In elementary school students are told to wear poppies, stand, and take their hats off for a moment of silence. They’re ushered into a crowded auditorium or gym and sit listening as adults, often veterans, and recount stories of war. These are the common memories of Remembrance Day, and perhaps the definition for many people. But many don’t know what or why they are remembering or the importance of it.

“I think its part of our history in terms of how [our country] came to be,” says Tarah Brookfield, a contemporary studies professor at Laurier Brantford, who researches and teaches on topics related to war. Many people think of the veterans and how they fought valiantly for our country when they think of what November 11 means. What many people don’t think about is how lucky Canadians are to have fought so few battles on home soil. In fact, the last war fought in Canada was the War of 1812.

Professor Brookfield recently travelled with other Laurier professors and students to France and Belgium, on a tour known as The Cleghorn Battlefield Tour. The group explored many of the important war memorials and battlefields, such as Normandy. Brookfield says remembrance in Europe is much different than here is North America because the citizens’ land and families were affected in some form by war. Many of the small communities in France celebrate together on the anniversaries of major events to remember their friends and family who were lost in battle.

“It’s important to have that one day, but it’s also important to understand that people remember in different ways,” says Brookfield.

However, it wasn’t just soldiers who fought in the wars; there were many more civilian than soldier fatalities. Professor Brookfield’s studies concentrate on women and children in war.

“I think we need to take a moment to remember those lives lost and saved by these conflicts,” she says, “not just men and women in uniform, but those who can’t escape war because it’s in their own backyard.”

But remembering isn’t necessarily sentimental, or simple.

“Remembrance Day has become a complicated event,” Brookfield explains. There has been a shift in how people view Remembrance Day, especially in terms of lives lost in Afghanistan and Iraq. Brookfield says that after the World Wars, people knew who they were remembering, whether it was a friend or loved one lost, or they were happy for peace. But current wars often seem endless, and many people disagree with the reasons the troops are involved in some countries and feel they should be brought home. Recently, there has been a change in feeling towards the idea of what a soldier is and the politics surrounding these wars.

“People in North America became very uncomfortable with our soldiers going to other nations and maybe not being invited,” says Brookfield.

Canada’s involvement in Iraq was not a war effort, but one of rebuilding. The goal of our mission was to help train Iraqi police officers, and to help rebuild after the American and British invasion.

While Canada never issued a declaration of war, there was a small group of the Canadian Forces who actively served in Iraq. In Afghanistan, Canada was not a major force for the first few months.

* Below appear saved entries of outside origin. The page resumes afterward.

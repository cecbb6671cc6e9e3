//! Diesel SQL type definitions and `FromSql` / `ToSql` implementations.
//!
//! `Geometry` and `Geography` map to PostGIS's native `geometry` /
//! `geography` types. Values travel as EWKB in binary mode, decoded into
//! [`stql_core::Geometry`] (Z, M and SRID kept), `geo::Geometry<f64>` (XY
//! projection) or raw bytes.

// ── SQL types ─────────────────────────────────────────────────────────────────

/// Diesel SQL type for a PostGIS `geometry` column.
///
/// ```rust,ignore
/// table! {
///     shapes (id) {
///         id   -> Integer,
///         geom -> Nullable<stql_diesel::Geometry>,
///     }
/// }
/// ```
#[derive(diesel::sql_types::SqlType, diesel::query_builder::QueryId, Debug, Clone, Copy)]
#[diesel(postgres_type(name = "geometry"))]
pub struct Geometry;

/// Diesel SQL type for a PostGIS `geography` column (SRID 4326).
///
/// Same wire format as [`Geometry`], but decoding enforces SRID 4326.
#[derive(diesel::sql_types::SqlType, diesel::query_builder::QueryId, Debug, Clone, Copy)]
#[diesel(postgres_type(name = "geography"))]
pub struct Geography;

/// Client-side geometry usable as a bind parameter.
///
/// Wraps [`stql_core::Geometry`] so it can be passed wherever a binding
/// expects a `Nullable<Geometry>` argument:
///
/// ```rust,ignore
/// let factor: stql_core::Geometry = "POINT(0.5 0.75 2 -1)".parse()?;
/// shapes::table.select(shapes::geom.st_scale_factor(GeometryValue(factor)))
/// ```
#[derive(Debug, Clone, PartialEq, diesel::expression::AsExpression)]
#[diesel(sql_type = Geometry)]
#[diesel(sql_type = Geography)]
pub struct GeometryValue(pub stql_core::Geometry);

impl From<stql_core::Geometry> for GeometryValue {
    fn from(geom: stql_core::Geometry) -> Self {
        Self(geom)
    }
}

#[cfg(feature = "postgres")]
type BoxedError = Box<dyn std::error::Error + Send + Sync>;

#[cfg(feature = "postgres")]
fn parse_geometry_blob(blob: &[u8]) -> std::result::Result<stql_core::Geometry, BoxedError> {
    let geom = stql_core::ewkb::parse_ewkb(blob).map_err(|e| Box::new(e) as BoxedError)?;
    tracing::trace!(
        bytes = blob.len(),
        kind = geom.st_geometry_type(),
        srid = ?geom.srid(),
        "decoded EWKB"
    );
    Ok(geom)
}

#[cfg(feature = "postgres")]
fn parse_geography_blob(blob: &[u8]) -> std::result::Result<stql_core::Geometry, BoxedError> {
    let geom = parse_geometry_blob(blob)?;
    match geom.srid() {
        Some(4326) => Ok(geom),
        Some(other) => Err(Box::new(std::io::Error::new(
            std::io::ErrorKind::InvalidData,
            format!("geography EWKB must use SRID 4326 (got {other})"),
        ))),
        None => Err(Box::new(std::io::Error::new(
            std::io::ErrorKind::InvalidData,
            "geography EWKB must include SRID 4326",
        ))),
    }
}

#[cfg(feature = "postgres")]
fn encode_geometry(geom: &stql_core::Geometry) -> std::result::Result<Vec<u8>, BoxedError> {
    let blob = stql_core::ewkb::write_ewkb(geom).map_err(|e| Box::new(e) as BoxedError)?;
    tracing::trace!(
        bytes = blob.len(),
        kind = geom.st_geometry_type(),
        "encoded EWKB"
    );
    Ok(blob)
}

/// Geography values default to SRID 4326; any other SRID is rejected.
#[cfg(feature = "postgres")]
fn encode_geography(geom: &stql_core::Geometry) -> std::result::Result<Vec<u8>, BoxedError> {
    match geom.srid() {
        Some(4326) => encode_geometry(geom),
        None => encode_geometry(&geom.clone().with_srid(Some(4326))),
        Some(other) => {
            tracing::debug!(srid = other, "refusing to bind geography with foreign SRID");
            Err(Box::new(std::io::Error::new(
                std::io::ErrorKind::InvalidInput,
                format!("geography values must use SRID 4326 (got {other})"),
            )))
        }
    }
}

// ── PostgreSQL FromSql / ToSql ────────────────────────────────────────────────

#[cfg(feature = "postgres")]
mod postgres_impls {
    use super::*;
    use diesel::deserialize::{self, FromSql};
    use diesel::pg::Pg;
    use diesel::serialize::{self, IsNull, Output, ToSql};
    use std::io::Write as IoWrite;

    // --- Vec<u8> (raw EWKB bytes) ---

    macro_rules! impl_raw_bytes_pg {
        ($sql_type:ty) => {
            impl FromSql<$sql_type, Pg> for Vec<u8> {
                fn from_sql(
                    bytes: <Pg as diesel::backend::Backend>::RawValue<'_>,
                ) -> deserialize::Result<Self> {
                    Ok(bytes.as_bytes().to_vec())
                }
            }

            impl ToSql<$sql_type, Pg> for Vec<u8> {
                fn to_sql<'b>(&'b self, out: &mut Output<'b, '_, Pg>) -> serialize::Result {
                    IoWrite::write_all(out, self)?;
                    Ok(IsNull::No)
                }
            }
        };
    }

    impl_raw_bytes_pg!(Geometry);
    impl_raw_bytes_pg!(Geography);

    impl ToSql<Geometry, Pg> for [u8] {
        fn to_sql<'b>(&'b self, out: &mut Output<'b, '_, Pg>) -> serialize::Result {
            IoWrite::write_all(out, self)?;
            Ok(IsNull::No)
        }
    }

    // --- stql_core::Geometry ---

    impl FromSql<Geometry, Pg> for stql_core::Geometry {
        fn from_sql(
            bytes: <Pg as diesel::backend::Backend>::RawValue<'_>,
        ) -> deserialize::Result<Self> {
            parse_geometry_blob(bytes.as_bytes())
        }
    }

    impl ToSql<Geometry, Pg> for stql_core::Geometry {
        fn to_sql<'b>(&'b self, out: &mut Output<'b, '_, Pg>) -> serialize::Result {
            IoWrite::write_all(out, &encode_geometry(self)?)?;
            Ok(IsNull::No)
        }
    }

    impl FromSql<Geography, Pg> for stql_core::Geometry {
        fn from_sql(
            bytes: <Pg as diesel::backend::Backend>::RawValue<'_>,
        ) -> deserialize::Result<Self> {
            parse_geography_blob(bytes.as_bytes())
        }
    }

    impl ToSql<Geography, Pg> for stql_core::Geometry {
        fn to_sql<'b>(&'b self, out: &mut Output<'b, '_, Pg>) -> serialize::Result {
            IoWrite::write_all(out, &encode_geography(self)?)?;
            Ok(IsNull::No)
        }
    }

    // --- GeometryValue ---

    impl ToSql<Geometry, Pg> for GeometryValue {
        fn to_sql<'b>(&'b self, out: &mut Output<'b, '_, Pg>) -> serialize::Result {
            <stql_core::Geometry as ToSql<Geometry, Pg>>::to_sql(&self.0, out)
        }
    }

    impl ToSql<Geography, Pg> for GeometryValue {
        fn to_sql<'b>(&'b self, out: &mut Output<'b, '_, Pg>) -> serialize::Result {
            <stql_core::Geometry as ToSql<Geography, Pg>>::to_sql(&self.0, out)
        }
    }

    // --- geo::Geometry<f64> (XY projection) ---

    impl FromSql<Geometry, Pg> for geo::Geometry<f64> {
        fn from_sql(
            bytes: <Pg as diesel::backend::Backend>::RawValue<'_>,
        ) -> deserialize::Result<Self> {
            let geom = parse_geometry_blob(bytes.as_bytes())?;
            Ok((&geom).into())
        }
    }

    impl ToSql<Geometry, Pg> for geo::Geometry<f64> {
        fn to_sql<'b>(&'b self, out: &mut Output<'b, '_, Pg>) -> serialize::Result {
            let geom = stql_core::Geometry::from(self);
            IoWrite::write_all(out, &encode_geometry(&geom)?)?;
            Ok(IsNull::No)
        }
    }

    impl FromSql<Geography, Pg> for geo::Geometry<f64> {
        fn from_sql(
            bytes: <Pg as diesel::backend::Backend>::RawValue<'_>,
        ) -> deserialize::Result<Self> {
            let geom = parse_geography_blob(bytes.as_bytes())?;
            Ok((&geom).into())
        }
    }

    impl ToSql<Geography, Pg> for geo::Geometry<f64> {
        fn to_sql<'b>(&'b self, out: &mut Output<'b, '_, Pg>) -> serialize::Result {
            let geom = stql_core::Geometry::from(self);
            IoWrite::write_all(out, &encode_geography(&geom)?)?;
            Ok(IsNull::No)
        }
    }
}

Canadian troops began arriving in the country between January and February 2002. In 2006, the troops were redeployed into the Kandahar region, a major step in our involvement in the war. There are currently between 2500 and 2830 Canadian troops in Afghanistan, and there are plans to remove most of the troops from the country in 2011. Since 2002, 152 Canadian troops and four civilians have died in Afghanistan.

What’s important to keep in mind is that everyone remembers these things in a different way. There are many reasons to celebrate Remembrance Day: for the peace that came from war, for the lives lost, and for those who continue to fight today. Brookfield suggests yet another reason,
“[We should] take comfort that good spirit still prevails.”